I had a conversation with lil lady a while ago about fitting in and being like everyone else. She didn’t want to be singled out or viewed as different. It did break my heart at first but then I helped her identify her uniqueness and celebrate it. I gave her the example of the different parts of our body. She loves medical science and biology so this worked well. If we were all a little finger, who would be the thumb? Who would be able to grab a pencil and draw. If everyone liked pop music why would there be a need for jazz, soul and classical music. She was horrified by that. She loves jazz, soul classical music. It made her think though.
The other day she walked around with a tennis racket and ball on her head and as she walked the ball moved around the racket. It was so cool but wacky. I laughed and thought ‘only you’. In all my years of wackiness, I’ve never thought to try that out.

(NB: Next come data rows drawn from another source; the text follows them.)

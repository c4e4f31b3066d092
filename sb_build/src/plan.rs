// This Source Code Form is subject to the terms of the Mozilla Public
// License, v. 2.0. If a copy of the MPL was not distributed with this
// file, You can obtain one at https://mozilla.org/MPL/2.0/.

//! Turns build configurations into an ordered list of steps. Nothing here
//! touches the filesystem.

use crate::layout::{Layout, KEY_INDICES, SIGN_SOC, VERIFY_SOC};
use crate::matrix::{BuildConfig, Encryption, Matrix};
use command_run::Command;
use std::fmt;
use std::path::{Path, PathBuf};

#[derive(Clone, Debug)]
pub enum Step {
    /// `mkdir -p`
    CreateDir(PathBuf),
    Copy { from: PathBuf, to: PathBuf },
    Run(Command),
}

impl fmt::Display for Step {
    fn fmt(&self, f: &mut fmt::Formatter<'_>) -> fmt::Result {
        match self {
            Step::CreateDir(p) => write!(f, "mkdir -p {}", p.display()),
            Step::Copy { from, to } => write!(f, "cp {} {}", from.display(), to.display()),
            Step::Run(cmd) => f.write_str(&cmd.command_line_lossy()),
        }
    }
}

/// A command run from the root with its output captured. The orchestrator
/// logs the command line itself.
fn tool(layout: &Layout, program: &Path) -> Command {
    let mut cmd = Command::new(program);
    cmd.set_dir(layout.root()).enable_capture();
    cmd.log_command = false;
    cmd
}

fn otp_image_cmd(layout: &Layout, config: &BuildConfig) -> Command {
    let mut cmd = tool(layout, &layout.tools().otptool);
    cmd.add_arg("make_otp_image")
        .add_arg(layout.otp_template(config))
        .add_arg("--key_folder")
        .add_arg(layout.key_folder())
        .add_arg("--output_folder")
        .add_arg(layout.output_dir(config));
    cmd
}

fn sign_cmd(layout: &Layout, config: &BuildConfig, kid: u8) -> Command {
    let mut cmd = tool(layout, &layout.tools().socsec);
    cmd.add_args(["make_secure_bl1_image", "--soc", SIGN_SOC, "--algorithm"])
        .add_arg(config.algorithm())
        .add_arg("--bl1_image")
        .add_arg(layout.image())
        .add_arg("--output")
        .add_arg(layout.signed_image(config, kid))
        .add_arg("--rsa_sign_key")
        .add_arg(layout.signing_key(config.rsa(), kid));

    match config.encryption() {
        Encryption::None => {}
        Encryption::OtpKey => {
            cmd.add_arg("--aes_key")
                .add_arg(layout.aes_key())
                .add_arg("--key_in_otp");
        }
        Encryption::RsaAes { key } => {
            cmd.add_arg("--aes_key")
                .add_arg(layout.aes_key())
                .add_arg("--rsa_aes")
                .add_arg(layout.secondary_key(key));
        }
    }
    cmd
}

fn verify_cmd(layout: &Layout, config: &BuildConfig, kid: u8) -> Command {
    let mut cmd = tool(layout, &layout.tools().socsec);
    cmd.add_args(["verify", "--soc", VERIFY_SOC, "--sec_image"])
        .add_arg(layout.signed_image(config, kid))
        .add_arg("--otp_image")
        .add_arg(layout.otp_image(config));
    cmd
}

fn uart_cmd(layout: &Layout, input: PathBuf, output: PathBuf) -> Command {
    let mut cmd = tool(layout, &layout.uart_script());
    cmd.add_args([input, output]);
    cmd
}

/// Steps for a single configuration, in execution order.
pub fn plan_config(layout: &Layout, config: &BuildConfig) -> Vec<Step> {
    let mut steps = vec![
        Step::CreateDir(layout.output_dir(config)),
        Step::Run(otp_image_cmd(layout, config)),
    ];

    for kid in KEY_INDICES {
        steps.push(Step::Run(sign_cmd(layout, config, kid)));
        steps.push(Step::Run(verify_cmd(layout, config, kid)));
        steps.push(Step::Run(uart_cmd(
            layout,
            layout.signed_image(config, kid),
            layout.signed_uart_image(config, kid),
        )));
    }

    steps.push(Step::Copy {
        from: layout.image(),
        to: layout.plain_image(config),
    });
    steps.push(Step::Run(uart_cmd(
        layout,
        layout.image(),
        layout.plain_uart_image(config),
    )));

    steps
}

/// Steps for the whole matrix, in table order.
pub fn plan_all(layout: &Layout, matrix: &Matrix) -> Vec<Step> {
    let mut steps = vec![Step::CreateDir(layout.output_root())];
    for config in matrix {
        steps.extend(plan_config(layout, config));
    }
    steps
}

/// Every file the plan reads but does not produce, deduplicated, in first
/// use order.
pub fn inputs(layout: &Layout, matrix: &Matrix) -> Vec<PathBuf> {
    let mut paths = vec![layout.image(), layout.uart_script()];
    for config in matrix {
        paths.push(layout.otp_template(config));
        for kid in KEY_INDICES {
            paths.push(layout.signing_key(config.rsa(), kid));
        }
        match config.encryption() {
            Encryption::None => {}
            Encryption::OtpKey => paths.push(layout.aes_key()),
            Encryption::RsaAes { key } => {
                paths.push(layout.aes_key());
                paths.push(layout.secondary_key(key));
            }
        }
    }

    let mut seen = std::collections::HashSet::new();
    paths.retain(|p| seen.insert(p.clone()));
    paths
}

She was well pleased with herself. I used that to remind her of her uniqueness. We all think different and some of us are more creative whereas some of us are very logical.

We all live and have lived unique lives too. No one will ever fully understand what I have been through but at the same time I can never fully understand what other people go through. There might be similarities so I can relate with them in part but not with every detail. Our experiences also make us unique and we can’t get away from that. It will be boring if everyone was the same. There will be no light, colour or shade.
I have lots of incredible friends but one in particular is such an amazing woman but she is so unbelievably cheeky. Not rude just cheeky. Sometimes I’m screaming like omg did she just say that out loud? In their face and everything. She is so real and you take her as she is or leave her. I love her deep deep down in my soul and I wouldn’t change her for the world. She really inspires me too. Her cheekiness makes her ballsy and she could probably sell ice cream in the Antarctic. I’m so glad she doesn’t try to change.
Part of loving ourselves is about truly knowing ourselves and not trying to change the fundamental things that make us who we are especially due the way other people view us. Life is not a popularity contest. I used to feel drained working hard for people to like me. Now I don’t try. If you do you do, if not oh well.
Our characters may be shaped over time and we grow and change in lots of ways. That could be very positive as long as we don’t try to eradicate our uniqueness and become something we were not designed to be. I have a funny feeling that life will not work as well for us if we do that. Well it didn’t work for me.
I love me and my life now, warts and all because I embrace my uniqueness.